Plaintiff, MHA, is the current owner of Meadowlands Hospital Medical Center. It contends that from December 7, 2010, through November 1, 2011, MHA, through Meadowlands Hospital, provided services to many thousands of members of the various Defendants' health benefit plans as an out-of-network provider. Effective November 1, 2011, MHA entered into two Facility Participation Agreements with Defendants, one governing the services offered to Defendants' Medicaid members and the other covering services provided to patients who had health benefits through commercial, Medicare, or individual plans.

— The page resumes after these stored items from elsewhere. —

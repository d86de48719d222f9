//! Ordered filter parameters.
//!
//! Predicates appear in the WHERE clause in the order their keys appear
//! here, so the parameter set is an explicit list of pairs rather than a hash
//! map.

use serde::de::{Deserialize, Deserializer, MapAccess, Visitor};
use std::fmt;

/// Reserved keys controlling ordering and pagination.
pub const ORDER: &str = "order";
pub const DIRECTION: &str = "direction";
pub const LIMIT: &str = "limit";
pub const OFFSET: &str = "offset";

/// `direction` value selecting ascending order; anything else is descending.
pub const ASCENDING: &str = "ascending";

/// Ordered key/value filter parameters, as they arrive in a query string.
#[derive(Debug, Clone, Default, PartialEq, Eq)]
pub struct QueryParams {
    pairs: Vec<(String, String)>,
}

impl QueryParams {
    pub fn new() -> Self {
        Self::default()
    }

    /// Parse an `application/x-www-form-urlencoded` query string (without `?`).
    ///
    /// A repeated key keeps its first position and takes the last value.
    pub fn parse(query: &str) -> Self {
        url::form_urlencoded::parse(query.as_bytes())
            .into_owned()
            .collect()
    }

    /// Set `key`. An existing key keeps its position and gets the new value.
    pub fn insert(&mut self, key: impl Into<String>, value: impl Into<String>) -> &mut Self {
        let key = key.into();
        let value = value.into();
        match self.pairs.iter_mut().find(|(k, _)| *k == key) {
            Some((_, v)) => *v = value,
            None => self.pairs.push((key, value)),
        }
        self
    }

    /// Chainable [`insert`](Self::insert).
    pub fn with(mut self, key: impl Into<String>, value: impl Into<String>) -> Self {
        self.insert(key, value);
        self
    }

    pub fn get(&self, key: &str) -> Option<&str> {
        self.pairs
            .iter()
            .find(|(k, _)| k == key)
            .map(|(_, v)| v.as_str())
    }

    pub fn iter(&self) -> impl ExactSizeIterator<Item = (&str, &str)> {
        self.pairs.iter().map(|(k, v)| (k.as_str(), v.as_str()))
    }

    pub fn len(&self) -> usize {
        self.pairs.len()
    }

    pub fn is_empty(&self) -> bool {
        self.pairs.is_empty()
    }

    /// The reserved ordering/pagination keys.
    pub fn special(&self) -> SpecialParams<'_> {
        SpecialParams {
            order: self.non_empty(ORDER),
            direction: self.non_empty(DIRECTION),
            limit: self.non_empty(LIMIT),
            offset: self.non_empty(OFFSET),
        }
    }

    /// An empty value counts as absent.
    fn non_empty(&self, key: &str) -> Option<&str> {
        self.get(key).filter(|v| !v.is_empty())
    }
}

impl<K: Into<String>, V: Into<String>> FromIterator<(K, V)> for QueryParams {
    fn from_iter<I: IntoIterator<Item = (K, V)>>(iter: I) -> Self {
        let mut params = Self::new();
        params.extend(iter);
        params
    }
}

impl<K: Into<String>, V: Into<String>> Extend<(K, V)> for QueryParams {
    fn extend<I: IntoIterator<Item = (K, V)>>(&mut self, iter: I) {
        for (k, v) in iter {
            self.insert(k, v);
        }
    }
}

impl<'de> Deserialize<'de> for QueryParams {
    fn deserialize<D: Deserializer<'de>>(deserializer: D) -> Result<Self, D::Error> {
        struct ParamsVisitor;

        impl<'de> Visitor<'de> for ParamsVisitor {
            type Value = QueryParams;

            fn expecting(&self, f: &mut fmt::Formatter<'_>) -> fmt::Result {
                f.write_str("a map of string parameters")
            }

            fn visit_map<A: MapAccess<'de>>(self, mut map: A) -> Result<QueryParams, A::Error> {
                let mut params = QueryParams::new();
                while let Some((k, v)) = map.next_entry::<String, String>()? {
                    params.insert(k, v);
                }
                Ok(params)
            }
        }

        deserializer.deserialize_map(ParamsVisitor)
    }
}

/// Reserved parameters, each `None` when missing or empty.
#[derive(Debug, Clone, Copy, Default, PartialEq, Eq)]
pub struct SpecialParams<'a> {
    pub order: Option<&'a str>,
    pub direction: Option<&'a str>,
    pub limit: Option<&'a str>,
    pub offset: Option<&'a str>,
}

impl SpecialParams<'_> {
    /// Whether an ORDER BY clause is emitted.
    pub fn has_ordering(&self) -> bool {
        self.order.is_some() || self.direction.is_some()
    }

    /// Column to order by; `id` unless `order` is given.
    pub fn order_column(&self) -> &str {
        self.order.unwrap_or("id")
    }

    pub fn is_ascending(&self) -> bool {
        self.direction == Some(ASCENDING)
    }
}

On August 30, 2013, MHA filed a six-count complaint in New Jersey state court, seeking millions of dollars in alleged damages due to, among other things, Defendants' alleged improper denial and underpayment of claims. The Complaint contains purely state law claims for: violations of certain sections of the New Jersey Administrative Code; violations of the New Jersey Healthcare Information Networks and Technologies Act; fraudulent and negligent misrepresentation; equitable and promissory estoppel; unjust enrichment; quantum meruit; and unfair claim settlement practices.
On October 15, 2013, Defendants removed the case to this Court alleging the existence of federal question jurisdiction pursuant to 28 U.S.C. § 1331. Despite the Complaint containing only state law claims, Defendants contend that Plaintiff's claims are actually federal, and removal is thus appropriate, on two grounds: (1) complete preemption of the state law claims by the Employee Retirement Security and Income Act of 1974, ("ERISA"), 29 U.S.C. § 1001, et seq.; and (2) embedded federal question jurisdiction pursuant to the Supreme Court's decision in Grable & Sons Metal Prod., Inc. v. Darue Eng'g & Mfg. Co. , 545 U.S. 308 (2005).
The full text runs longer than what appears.